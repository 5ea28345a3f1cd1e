//! Depth-limited minimax search with alpha-beta pruning
//!
//! The searcher owns no board: it borrows the live game board, applies each
//! candidate move in place, recurses, and reverts it before trying the next
//! candidate (including when a branch is pruned) so sibling candidates
//! always see the original position. There is no board cloning anywhere in
//! the search.
//!
//! Scores are always computed from the machine's perspective: the machine's
//! plies maximize, the opponent's plies minimize.

use tracing::debug;

use crate::board::{Board, Color, Move};
use crate::eval::evaluate;
use crate::rules::{has_winning_network, list_valid_moves};

/// Side to move within the search tree
#[derive(Debug, Clone, Copy, PartialEq, Eq)]
enum Side {
    Machine,
    Opponent,
}

impl Side {
    #[inline]
    fn flip(self) -> Side {
        match self {
            Side::Machine => Side::Opponent,
            Side::Opponent => Side::Machine,
        }
    }
}

/// Result of a search: the best move found and its score.
///
/// `best_move` is `None` only when the side to move has no legal move at
/// the root (or the root position is already terminal).
#[derive(Debug, Clone)]
pub struct SearchResult {
    pub best_move: Option<Move>,
    pub score: i32,
    /// Number of nodes visited, for diagnostics
    pub nodes: u64,
}

/// Fixed-depth alpha-beta searcher for one machine color.
pub struct Searcher {
    color: Color,
    depth: u8,
    nodes: u64,
}

impl Searcher {
    /// Create a searcher for the given color and search depth (in plies).
    pub fn new(color: Color, depth: u8) -> Self {
        debug_assert!(depth > 0, "search depth must be positive");
        Self {
            color,
            depth,
            nodes: 0,
        }
    }

    /// Run the search from the current position.
    ///
    /// The board is mutated during the search but is bit-identical to its
    /// input state when this returns.
    pub fn search(&mut self, board: &mut Board) -> SearchResult {
        self.nodes = 0;
        let (best_move, score) = self.minimax(board, Side::Machine, i32::MIN, i32::MAX, self.depth);
        debug!(
            "search done for {:?}: move={:?} score={} nodes={}",
            self.color, best_move, score, self.nodes
        );
        SearchResult {
            best_move,
            score,
            nodes: self.nodes,
        }
    }

    fn minimax(
        &mut self,
        board: &mut Board,
        side: Side,
        mut alpha: i32,
        mut beta: i32,
        depth_remaining: u8,
    ) -> (Option<Move>, i32) {
        self.nodes += 1;
        let plies = self.depth - depth_remaining;

        if depth_remaining == 0
            || has_winning_network(board, self.color)
            || has_winning_network(board, self.color.opponent())
        {
            return (None, evaluate(board, self.color, plies));
        }

        let to_move = match side {
            Side::Machine => self.color,
            Side::Opponent => self.color.opponent(),
        };
        let moves = list_valid_moves(board, to_move);

        // A move is always returned even if every reply gets pruned
        let mut best_move = moves.first().copied();
        let mut best_score = match side {
            Side::Machine => alpha,
            Side::Opponent => beta,
        };

        for &mv in &moves {
            board.action(mv, to_move);
            let (_, reply) = self.minimax(board, side.flip(), alpha, beta, depth_remaining - 1);
            board.undo(mv, to_move);

            match side {
                Side::Machine if reply > best_score => {
                    best_move = Some(mv);
                    best_score = reply;
                    alpha = reply;
                }
                Side::Opponent if reply < best_score => {
                    best_move = Some(mv);
                    best_score = reply;
                    beta = reply;
                }
                _ => {}
            }
            if alpha >= beta {
                return (best_move, best_score);
            }
        }
        (best_move, best_score)
    }
}

#[cfg(test)]
mod tests {
    use super::*;
    use crate::board::Square;
    use crate::rules::is_valid_move;

    fn place(board: &mut Board, color: Color, squares: &[(u8, u8)]) {
        for &(x, y) in squares {
            board.action(Move::Add(Square::new(x, y)), color);
        }
    }

    /// White is one chip short of a rim-to-rim network; Black's chips are
    /// parked away from every connection line.
    fn one_move_from_winning() -> Board {
        let mut board = Board::new();
        place(&mut board, Color::White, &[(0, 1), (2, 1), (2, 3), (4, 5), (5, 4)]);
        place(&mut board, Color::Black, &[(1, 6), (3, 6), (5, 6), (1, 4), (6, 6)]);
        board
    }

    /// Full-width minimax without pruning, for equivalence checks.
    fn plain_minimax(
        board: &mut Board,
        color: Color,
        side: Side,
        max_depth: u8,
        depth_remaining: u8,
    ) -> (Option<Move>, i32) {
        let plies = max_depth - depth_remaining;
        if depth_remaining == 0
            || has_winning_network(board, color)
            || has_winning_network(board, color.opponent())
        {
            return (None, evaluate(board, color, plies));
        }
        let to_move = match side {
            Side::Machine => color,
            Side::Opponent => color.opponent(),
        };
        let moves = list_valid_moves(board, to_move);
        let mut best_move = moves.first().copied();
        let mut best_score = match side {
            Side::Machine => i32::MIN,
            Side::Opponent => i32::MAX,
        };
        for &mv in &moves {
            board.action(mv, to_move);
            let (_, reply) =
                plain_minimax(board, color, side.flip(), max_depth, depth_remaining - 1);
            board.undo(mv, to_move);
            let improved = match side {
                Side::Machine => reply > best_score,
                Side::Opponent => reply < best_score,
            };
            if improved {
                best_move = Some(mv);
                best_score = reply;
            }
        }
        (best_move, best_score)
    }

    #[test]
    fn test_board_restored_after_search() {
        let mut board = one_move_from_winning();
        let before = board.clone();
        let mut searcher = Searcher::new(Color::White, 2);
        searcher.search(&mut board);
        assert_eq!(board, before, "search must undo every simulated move");
    }

    #[test]
    fn test_finds_winning_completion() {
        let mut board = one_move_from_winning();
        let mut searcher = Searcher::new(Color::White, 2);
        let result = searcher.search(&mut board);

        let mv = result.best_move.expect("a legal move exists");
        assert!(is_valid_move(&board, mv, Color::White));
        board.action(mv, Color::White);
        assert!(
            has_winning_network(&board, Color::White),
            "the search should complete the network, got {:?}",
            mv
        );
        assert_eq!(result.score, i32::MAX, "a win one ply deep scores WIN_SCORE / 1");
    }

    #[test]
    fn test_prefers_faster_win() {
        // Depth 3 sees wins at ply 1 and ply 3; the ply-1 score is larger.
        let mut board = one_move_from_winning();
        let mut searcher = Searcher::new(Color::White, 3);
        let result = searcher.search(&mut board);
        assert_eq!(result.score, i32::MAX);
    }

    #[test]
    fn test_alpha_beta_matches_full_width_search() {
        let mut board = Board::new();
        place(&mut board, Color::White, &[(2, 2), (4, 3)]);
        place(&mut board, Color::Black, &[(3, 5)]);

        let mut pruned = Searcher::new(Color::White, 2);
        let fast = pruned.search(&mut board);
        let (slow_move, slow_score) =
            plain_minimax(&mut board, Color::White, Side::Machine, 2, 2);

        assert_eq!(fast.score, slow_score);
        assert_eq!(fast.best_move, slow_move);
        assert!(fast.nodes > 0);
    }

    #[test]
    fn test_terminal_root_returns_no_move() {
        let mut board = Board::new();
        place(&mut board, Color::White, &[(0, 1), (2, 1), (2, 3), (4, 5), (5, 4), (7, 4)]);
        let mut searcher = Searcher::new(Color::Black, 2);
        let result = searcher.search(&mut board);
        assert!(result.best_move.is_none());
        assert_eq!(result.score, i32::MIN, "opponent network already complete");
    }
}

## Assignment
Each entry above is to be transcribed without alteration.

## Task response
repository 5ea28345a3f1cd1e
//! Depth-limited minimax search with alpha-beta pruning
//!
//! The searcher owns no board: it borrows the live game board, applies each
//! candidate move in place, recurses, and reverts it before trying the next
//! candidate (including when a branch is pruned) so sibling candidates
//! always see the original position. There is no board cloning anywhere in
//! the search.
//!
//! Scores are always computed from the machine's perspective: the machine's
//! plies maximize, the opponent's plies minimize.

use tracing::debug;

use crate::board::{Board, Color, Move};
use crate::eval::evaluate;
use crate::rules::{has_winning_network, list_valid_moves};

/// Side to move within the search tree
#[derive(Debug, Clone, Copy, PartialEq, Eq)]
enum Side {
    Machine,
    Opponent,
}

impl Side {
    #[inline]
    fn flip(self) -> Side {
        match self {
            Side::Machine => Side::Opponent,
            Side::Opponent => Side::Machine,
        }
    }
}

/// Result of a search: the best move found and its score.
///
/// `best_move` is `None` only when the side to move has no legal move at
/// the root (or the root position is already terminal).
#[derive(Debug, Clone)]
pub struct SearchResult {
    pub best_move: Option<Move>,
    pub score: i32,
    /// Number of nodes visited, for diagnostics
    pub nodes: u64,
}

/// Fixed-depth alpha-beta searcher for one machine color.
pub struct Searcher {
    color: Color,
    depth: u8,
    nodes: u64,
}

impl Searcher {
    /// Create a searcher for the given color and search depth (in plies).
    pub fn new(color: Color, depth: u8) -> Self {
        debug_assert!(depth > 0, "search depth must be positive");
        Self {
            color,
            depth,
            nodes: 0,
        }
    }

    /// Run the search from the current position.
    ///
    /// The board is mutated during the search but is bit-identical to its
    /// input state when this returns.
    pub fn search(&mut self, board: &mut Board) -> SearchResult {
        self.nodes = 0;
        let (best_move, score) = self.minimax(board, Side::Machine, i32::MIN, i32::MAX, self.depth);
        debug!(
            "search done for {:?}: move={:?} score={} nodes={}",
            self.color, best_move, score, self.nodes
        );
        SearchResult {
            best_move,
            score,
            nodes: self.nodes,
        }
    }

    fn minimax(
        &mut self,
        board: &mut Board,
        side: Side,
        mut alpha: i32,
        mut beta: i32,
        depth_remaining: u8,
    ) -> (Option<Move>, i32) {
        self.nodes += 1;
        let plies = self.depth - depth_remaining;

        if depth_remaining == 0
            || has_winning_network(board, self.color)
            || has_winning_network(board, self.color.opponent())
        {
            return (None, evaluate(board, self.color, plies));
        }

        let to_move = match side {
            Side::Machine => self.color,
            Side::Opponent => self.color.opponent(),
        };
        let moves = list_valid_moves(board, to_move);

        // A move is always returned even if every reply gets pruned
        let mut best_move = moves.first().copied();
        let mut best_score = match side {
            Side::Machine => alpha,
            Side::Opponent => beta,
        };

        for &mv in &moves {
            board.action(mv, to_move);
            let (_, reply) = self.minimax(board, side.flip(), alpha, beta, depth_remaining - 1);
            board.undo(mv, to_move);

            match side {
                Side::Machine if reply > best_score => {
                    best_move = Some(mv);
                    best_score = reply;
                    alpha = reply;
                }
                Side::Opponent if reply < best_score => {
                    best_move = Some(mv);
                    best_score = reply;
                    beta = reply;
                }
                _ => {}
            }
            if alpha >= beta {
                return (best_move, best_score);
            }
        }
        (best_move, best_score)
    }
}

#[cfg(test)]
mod tests {
    use super::*;
    use crate::board::Square;
    use crate::rules::is_valid_move;

    fn place(board: &mut Board, color: Color, squares: &[(u8, u8)]) {
        for &(x, y) in squares {
            board.action(Move::Add(Square::new(x, y)), color);
        }
    }

    /// White is one chip short of a rim-to-rim network; Black's chips are
    /// parked away from every connection line.
    fn one_move_from_winning() -> Board {
        let mut board = Board::new();
        place(&mut board, Color::White, &[(0, 1), (2, 1), (2, 3), (4, 5), (5, 4)]);
        place(&mut board, Color::Black, &[(1, 6), (3, 6), (5, 6), (1, 4), (6, 6)]);
        board
    }

    /// Full-width minimax without pruning, for equivalence checks.
    fn plain_minimax(
        board: &mut Board,
        color: Color,
        side: Side,
        max_depth: u8,
        depth_remaining: u8,
    ) -> (Option<Move>, i32) {
        let plies = max_depth - depth_remaining;
        if depth_remaining == 0
            || has_winning_network(board, color)
            || has_winning_network(board, color.opponent())
        {
            return (None, evaluate(board, color, plies));
        }
        let to_move = match side {
            Side::Machine => color,
            Side::Opponent => color.opponent(),
        };
        let moves = list_valid_moves(board, to_move);
        let mut best_move = moves.first().copied();
        let mut best_score = match side {
            Side::Machine => i32::MIN,
            Side::Opponent => i32::MAX,
        };
        for &mv in &moves {
            board.action(mv, to_move);
            let (_, reply) =
                plain_minimax(board, color, side.flip(), max_depth, depth_remaining - 1);
            board.undo(mv, to_move);
            let improved = match side {
                Side::Machine => reply > best_score,
                Side::Opponent => reply < best_score,
            };
            if improved {
                best_move = Some(mv);
                best_score = reply;
            }
        }
        (best_move, best_score)
    }

    #[test]
    fn test_board_restored_after_search() {
        let mut board = one_move_from_winning();
        let before = board.clone();
        let mut searcher = Searcher::new(Color::White, 2);
        searcher.search(&mut board);
        assert_eq!(board, before, "search must undo every simulated move");
    }

    #[test]
    fn test_finds_winning_completion() {
        let mut board = one_move_from_winning();
        let mut searcher = Searcher::new(Color::White, 2);
        let result = searcher.search(&mut board);

        let mv = result.best_move.expect("a legal move exists");
        assert!(is_valid_move(&board, mv, Color::White));
        board.action(mv, Color::White);
        assert!(
            has_winning_network(&board, Color::White),
            "the search should complete the network, got {:?}",
            mv
        );
        assert_eq!(result.score, i32::MAX, "a win one ply deep scores WIN_SCORE / 1");
    }

    #[test]
    fn test_prefers_faster_win() {
        // Depth 3 sees wins at ply 1 and ply 3; the ply-1 score is larger.
        let mut board = one_move_from_winning();
        let mut searcher = Searcher::new(Color::White, 3);
        let result = searcher.search(&mut board);
        assert_eq!(result.score, i32::MAX);
    }

    #[test]
    fn test_alpha_beta_matches_full_width_search() {
        let mut board = Board::new();
        place(&mut board, Color::White, &[(2, 2), (4, 3)]);
        place(&mut board, Color::Black, &[(3, 5)]);

        let mut pruned = Searcher::new(Color::White, 2);
        let fast = pruned.search(&mut board);
        let (slow_move, slow_score) =
            plain_minimax(&mut board, Color::White, Side::Machine, 2, 2);

        assert_eq!(fast.score, slow_score);
        assert_eq!(fast.best_move, slow_move);
        assert!(fast.nodes > 0);
    }

    #[test]
    fn test_terminal_root_returns_no_move() {
        let mut board = Board::new();
        place(&mut board, Color::White, &[(0, 1), (2, 1), (2, 3), (4, 5), (5, 4), (7, 4)]);
        let mut searcher = Searcher::new(Color::Black, 2);
        let result = searcher.search(&mut board);
        assert!(result.best_move.is_none());
        assert_eq!(result.score, i32::MIN, "opponent network already complete");
    }
}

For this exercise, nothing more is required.